Para além da organização do território, organizando o acolhimento dos camaradas do interior, tivemos também uma forte presença nas ruas e nas assembleias. Foram muitas as vozes femininas, principalmente indígenas, que defenderam nossas bandeiras e tiveram papel fundamental em toda a mobilização.
Evidentemente, na mesa da organização, os três líderes das três principais organizações eram homens. E houve a presença das vice-presidentas de algumas organizações, como a vice-presidente da Conaie, Zenaida Yazacama, e da Ecuarrunari, Nayla Chalan, que são vozes muito poderosas e importantes.
Correio da Cidadania: Qual é a sua opinião sobre este governo e o que podemos esperar para os próximos meses no Equador?
Gabriela Borja: Não estou otimista. O que está acontecendo agora é que vão começar a fazer as avaliações técnicas sobre os diferentes pontos que falamos, para ver como eles podem ser especificados e executados. No entanto, o governo está fazendo coisas que vão além dos pontos e tem a intenção de privatizar ou gerar novas formas de participação privada em setores como a saúde pública. Para isso, dizem que uma vez que não há medicamentos nas farmácias públicas, e assim vão fazer acordos com as farmácias privadas para que os medicamentos cheguem, e o Estado paga as farmácias privadas. Estão gerando mecanismos de roubo público como este em muitos setores.

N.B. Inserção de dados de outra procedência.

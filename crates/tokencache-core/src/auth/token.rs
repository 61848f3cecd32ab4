use std::fmt;

use serde::{Deserialize, Serialize};
use serde_json::Value;

/// Application user payload, either still serialized or already structured.
#[derive(Debug, Clone, PartialEq, Serialize, Deserialize)]
#[serde(untagged)]
#[cfg_attr(feature = "ts", derive(ts_rs::TS), ts(export))]
pub enum UserPayload {
    Raw(String),
    Structured(Value),
}

impl UserPayload {
    /// Decode into a structured value. Raw strings must hold JSON.
    pub fn decode(&self) -> Result<Value, serde_json::Error> {
        match self {
            UserPayload::Raw(text) => serde_json::from_str(text),
            UserPayload::Structured(value) => Ok(value.clone()),
        }
    }

    /// Text form written to storage.
    pub fn encode(&self) -> Result<String, serde_json::Error> {
        match self {
            UserPayload::Raw(text) => Ok(text.clone()),
            UserPayload::Structured(value) => serde_json::to_string(value),
        }
    }
}

impl From<&str> for UserPayload {
    fn from(text: &str) -> Self {
        UserPayload::Raw(text.to_string())
    }
}

impl From<String> for UserPayload {
    fn from(text: String) -> Self {
        UserPayload::Raw(text)
    }
}

impl From<Value> for UserPayload {
    fn from(value: Value) -> Self {
        UserPayload::Structured(value)
    }
}

/// Identifier of the authenticated principal, numeric or textual.
#[derive(Debug, Clone, PartialEq, Eq, Hash, Serialize, Deserialize)]
#[serde(untagged)]
#[cfg_attr(feature = "ts", derive(ts_rs::TS), ts(export))]
pub enum UserId {
    Number(i64),
    Text(String),
}

impl UserId {
    /// Numeric text parses as `Number`, anything else stays `Text`.
    pub fn parse(text: &str) -> Self {
        text.parse::<i64>()
            .map(UserId::Number)
            .unwrap_or_else(|_| UserId::Text(text.to_string()))
    }
}

impl fmt::Display for UserId {
    fn fmt(&self, f: &mut fmt::Formatter<'_>) -> fmt::Result {
        match self {
            UserId::Number(n) => write!(f, "{}", n),
            UserId::Text(s) => f.write_str(s),
        }
    }
}

impl From<i64> for UserId {
    fn from(n: i64) -> Self {
        UserId::Number(n)
    }
}

impl From<&str> for UserId {
    fn from(s: &str) -> Self {
        UserId::Text(s.to_string())
    }
}

impl From<String> for UserId {
    fn from(s: String) -> Self {
        UserId::Text(s)
    }
}

/// The persisted fields of a token, in storage order.
#[derive(Debug, Clone, Copy, PartialEq, Eq)]
pub enum TokenField {
    Id,
    User,
    UserId,
    Created,
    Ttl,
    RememberMe,
}

impl TokenField {
    pub const ALL: [TokenField; 6] = [
        TokenField::Id,
        TokenField::User,
        TokenField::UserId,
        TokenField::Created,
        TokenField::Ttl,
        TokenField::RememberMe,
    ];

    /// Field name as it appears in storage keys.
    pub fn name(&self) -> &'static str {
        match self {
            TokenField::Id => "id",
            TokenField::User => "user",
            TokenField::UserId => "userId",
            TokenField::Created => "created",
            TokenField::Ttl => "ttl",
            TokenField::RememberMe => "rememberMe",
        }
    }
}

/// Authentication token with the fields the credential manager persists.
///
/// Every field is optional until loaded or set. Deserializing a login
/// response into a `TokenRecord` yields a patch suitable for
/// `CredentialManager::set_token`.
#[derive(Debug, Clone, Default, PartialEq, Serialize, Deserialize)]
#[serde(rename_all = "camelCase")]
#[cfg_attr(feature = "ts", derive(ts_rs::TS), ts(export))]
pub struct TokenRecord {
    #[serde(default, skip_serializing_if = "Option::is_none")]
    pub id: Option<String>,
    #[serde(default, skip_serializing_if = "Option::is_none")]
    pub user: Option<UserPayload>,
    #[serde(default, skip_serializing_if = "Option::is_none")]
    pub user_id: Option<UserId>,
    #[serde(default, skip_serializing_if = "Option::is_none")]
    pub created: Option<String>,
    #[serde(default, skip_serializing_if = "Option::is_none")]
    pub ttl: Option<i64>,
    #[serde(default, skip_serializing_if = "Option::is_none")]
    pub remember_me: Option<bool>,
}

impl TokenRecord {
    /// Shallow merge: fields present in `patch` overwrite, absent ones are kept.
    pub fn merge(&mut self, patch: TokenRecord) {
        if patch.id.is_some() {
            self.id = patch.id;
        }
        if patch.user.is_some() {
            self.user = patch.user;
        }
        if patch.user_id.is_some() {
            self.user_id = patch.user_id;
        }
        if patch.created.is_some() {
            self.created = patch.created;
        }
        if patch.ttl.is_some() {
            self.ttl = patch.ttl;
        }
        if patch.remember_me.is_some() {
            self.remember_me = patch.remember_me;
        }
    }

    pub fn is_empty(&self) -> bool {
        *self == TokenRecord::default()
    }

    /// Text written to storage for `field`, or `None` when the field is absent.
    ///
    /// `userId` is stored as JSON so a textual id such as `"007"` stays text.
    pub fn encode_field(&self, field: TokenField) -> Result<Option<String>, serde_json::Error> {
        Ok(match field {
            TokenField::Id => self.id.clone(),
            TokenField::User => self.user.as_ref().map(UserPayload::encode).transpose()?,
            TokenField::UserId => self.user_id.as_ref().map(serde_json::to_string).transpose()?,
            TokenField::Created => self.created.clone(),
            TokenField::Ttl => self.ttl.map(|ttl| ttl.to_string()),
            TokenField::RememberMe => self.remember_me.map(|flag| flag.to_string()),
        })
    }

    /// Apply text read from storage to `field`.
    ///
    /// Returns `false` when the text cannot be read as that field's type;
    /// the field is left absent in that case.
    pub fn apply_stored(&mut self, field: TokenField, text: &str) -> bool {
        match field {
            TokenField::Id => self.id = Some(text.to_string()),
            TokenField::User => self.user = Some(UserPayload::Raw(text.to_string())),
            // Unquoted ids were written before ids were stored as JSON.
            TokenField::UserId => {
                let user_id = serde_json::from_str::<UserId>(text)
                    .unwrap_or_else(|_| UserId::parse(text));
                self.user_id = Some(user_id);
            }
            TokenField::Created => self.created = Some(text.to_string()),
            TokenField::Ttl => match text.trim().parse::<i64>() {
                Ok(ttl) => self.ttl = Some(ttl),
                Err(_) => return false,
            },
            TokenField::RememberMe => match text.trim() {
                "true" => self.remember_me = Some(true),
                "false" => self.remember_me = Some(false),
                _ => return false,
            },
        }
        true
    }
}

// ============================================================================
// Tests
// ============================================================================

#[cfg(test)]
mod tests {
    use super::*;
    use serde_json::json;

    #[test]
    fn test_merge_is_shallow() {
        let mut token = TokenRecord {
            id: Some("old".to_string()),
            remember_me: Some(true),
            ..TokenRecord::default()
        };
        token.merge(TokenRecord {
            id: Some("new".to_string()),
            ttl: Some(60),
            ..TokenRecord::default()
        });

        assert_eq!(token.id.as_deref(), Some("new"));
        assert_eq!(token.ttl, Some(60));
        assert_eq!(token.remember_me, Some(true));
        assert_eq!(token.user, None);
    }

    #[test]
    fn test_field_names() {
        let names: Vec<&str> = TokenField::ALL.iter().map(|f| f.name()).collect();
        assert_eq!(names, vec!["id", "user", "userId", "created", "ttl", "rememberMe"]);
    }

    #[test]
    fn test_encode_fields() {
        let token = TokenRecord {
            id: Some("tok1".to_string()),
            user: Some(json!({"name": "Ana"}).into()),
            user_id: Some(UserId::Number(42)),
            created: None,
            ttl: Some(60),
            remember_me: Some(false),
        };

        let encode = |field| token.encode_field(field).unwrap();
        assert_eq!(encode(TokenField::Id).as_deref(), Some("tok1"));
        assert_eq!(encode(TokenField::User).as_deref(), Some(r#"{"name":"Ana"}"#));
        assert_eq!(encode(TokenField::UserId).as_deref(), Some("42"));
        assert_eq!(encode(TokenField::Created), None);
        assert_eq!(encode(TokenField::Ttl).as_deref(), Some("60"));
        assert_eq!(encode(TokenField::RememberMe).as_deref(), Some("false"));
    }

    #[test]
    fn test_text_user_id_is_stored_quoted() {
        let token = TokenRecord {
            user_id: Some(UserId::Text("007".to_string())),
            ..TokenRecord::default()
        };
        let stored = token.encode_field(TokenField::UserId).unwrap().unwrap();
        assert_eq!(stored, r#""007""#);

        let mut loaded = TokenRecord::default();
        assert!(loaded.apply_stored(TokenField::UserId, &stored));
        assert_eq!(loaded.user_id, Some(UserId::Text("007".to_string())));
    }

    #[test]
    fn test_unquoted_user_id_still_loads() {
        let mut token = TokenRecord::default();
        assert!(token.apply_stored(TokenField::UserId, "5f2b9c"));
        assert_eq!(token.user_id, Some(UserId::Text("5f2b9c".to_string())));

        assert!(token.apply_stored(TokenField::UserId, "42"));
        assert_eq!(token.user_id, Some(UserId::Number(42)));
    }

    #[test]
    fn test_raw_user_is_stored_verbatim() {
        let token = TokenRecord {
            user: Some("already serialized".into()),
            ..TokenRecord::default()
        };
        assert_eq!(
            token.encode_field(TokenField::User).unwrap().as_deref(),
            Some("already serialized")
        );
    }

    #[test]
    fn test_apply_stored_values() {
        let mut token = TokenRecord::default();
        assert!(token.apply_stored(TokenField::Id, "tok1"));
        assert!(token.apply_stored(TokenField::User, r#"{"name":"a"}"#));
        assert!(token.apply_stored(TokenField::UserId, "42"));
        assert!(token.apply_stored(TokenField::Created, "2024-01-01T00:00:00Z"));
        assert!(token.apply_stored(TokenField::Ttl, "1209600"));
        assert!(token.apply_stored(TokenField::RememberMe, "true"));

        assert_eq!(token.id.as_deref(), Some("tok1"));
        assert_eq!(token.user, Some(UserPayload::Raw(r#"{"name":"a"}"#.to_string())));
        assert_eq!(token.user_id, Some(UserId::Number(42)));
        assert_eq!(token.ttl, Some(1_209_600));
        assert_eq!(token.remember_me, Some(true));
    }

    #[test]
    fn test_apply_stored_keeps_null_text() {
        let mut token = TokenRecord::default();
        assert!(token.apply_stored(TokenField::Id, "null"));
        assert!(token.apply_stored(TokenField::Created, "undefined"));
        assert_eq!(token.id.as_deref(), Some("null"));
        assert_eq!(token.created.as_deref(), Some("undefined"));
    }

    #[test]
    fn test_apply_stored_rejects_bad_primitives() {
        let mut token = TokenRecord::default();
        assert!(!token.apply_stored(TokenField::Ttl, "sixty"));
        assert!(!token.apply_stored(TokenField::RememberMe, "yes"));
        assert!(token.is_empty());
    }

    #[test]
    fn test_user_id_parse_and_display() {
        assert_eq!(UserId::parse("7"), UserId::Number(7));
        assert_eq!(UserId::parse("abc-7"), UserId::Text("abc-7".to_string()));
        assert_eq!(UserId::Number(7).to_string(), "7");
        assert_eq!(UserId::Text("x".to_string()).to_string(), "x");
    }

    #[test]
    fn test_user_payload_decode() {
        let raw = UserPayload::from(r#"{"name":"a"}"#);
        assert_eq!(raw.decode().unwrap(), json!({"name": "a"}));

        let bad = UserPayload::from("not json");
        assert!(bad.decode().is_err());

        let structured = UserPayload::from(json!([1, 2]));
        assert_eq!(structured.decode().unwrap(), json!([1, 2]));
    }

    #[test]
    fn test_deserialize_login_response() {
        let token: TokenRecord = serde_json::from_value(json!({
            "id": "tok1",
            "ttl": 1209600,
            "created": "2024-01-01T00:00:00.000Z",
            "userId": 42,
            "user": {"email": "a@example.com"}
        }))
        .unwrap();

        assert_eq!(token.id.as_deref(), Some("tok1"));
        assert_eq!(token.user_id, Some(UserId::Number(42)));
        assert_eq!(
            token.user,
            Some(UserPayload::Structured(json!({"email": "a@example.com"})))
        );
        assert_eq!(token.remember_me, None);
    }

    #[test]
    fn test_deserialize_string_user_id() {
        let token: TokenRecord =
            serde_json::from_value(json!({"userId": "5f2b", "user": "{\"a\":1}"})).unwrap();
        assert_eq!(token.user_id, Some(UserId::Text("5f2b".to_string())));
        assert_eq!(token.user, Some(UserPayload::Raw("{\"a\":1}".to_string())));
    }
}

Se falarmos em termos macroeconômicos, vemos o governo se gabar de ter melhorado os índices nacionais. Mas essa melhora em um curto período significa muitas consequências de longo prazo para nossa economia. Muito do que o governo está fazendo hoje é mal planejado e veremos as consequências no futuro. Agora, vamos amargar mais três anos de um governo Lasso muito antipopular que não vai parar de tomar medidas antipopulares. Acredito que a mobilização em torno dos dez pontos deva ser permanente.
Raphael Sanz é jornalista e editor do Correio da Cidadania.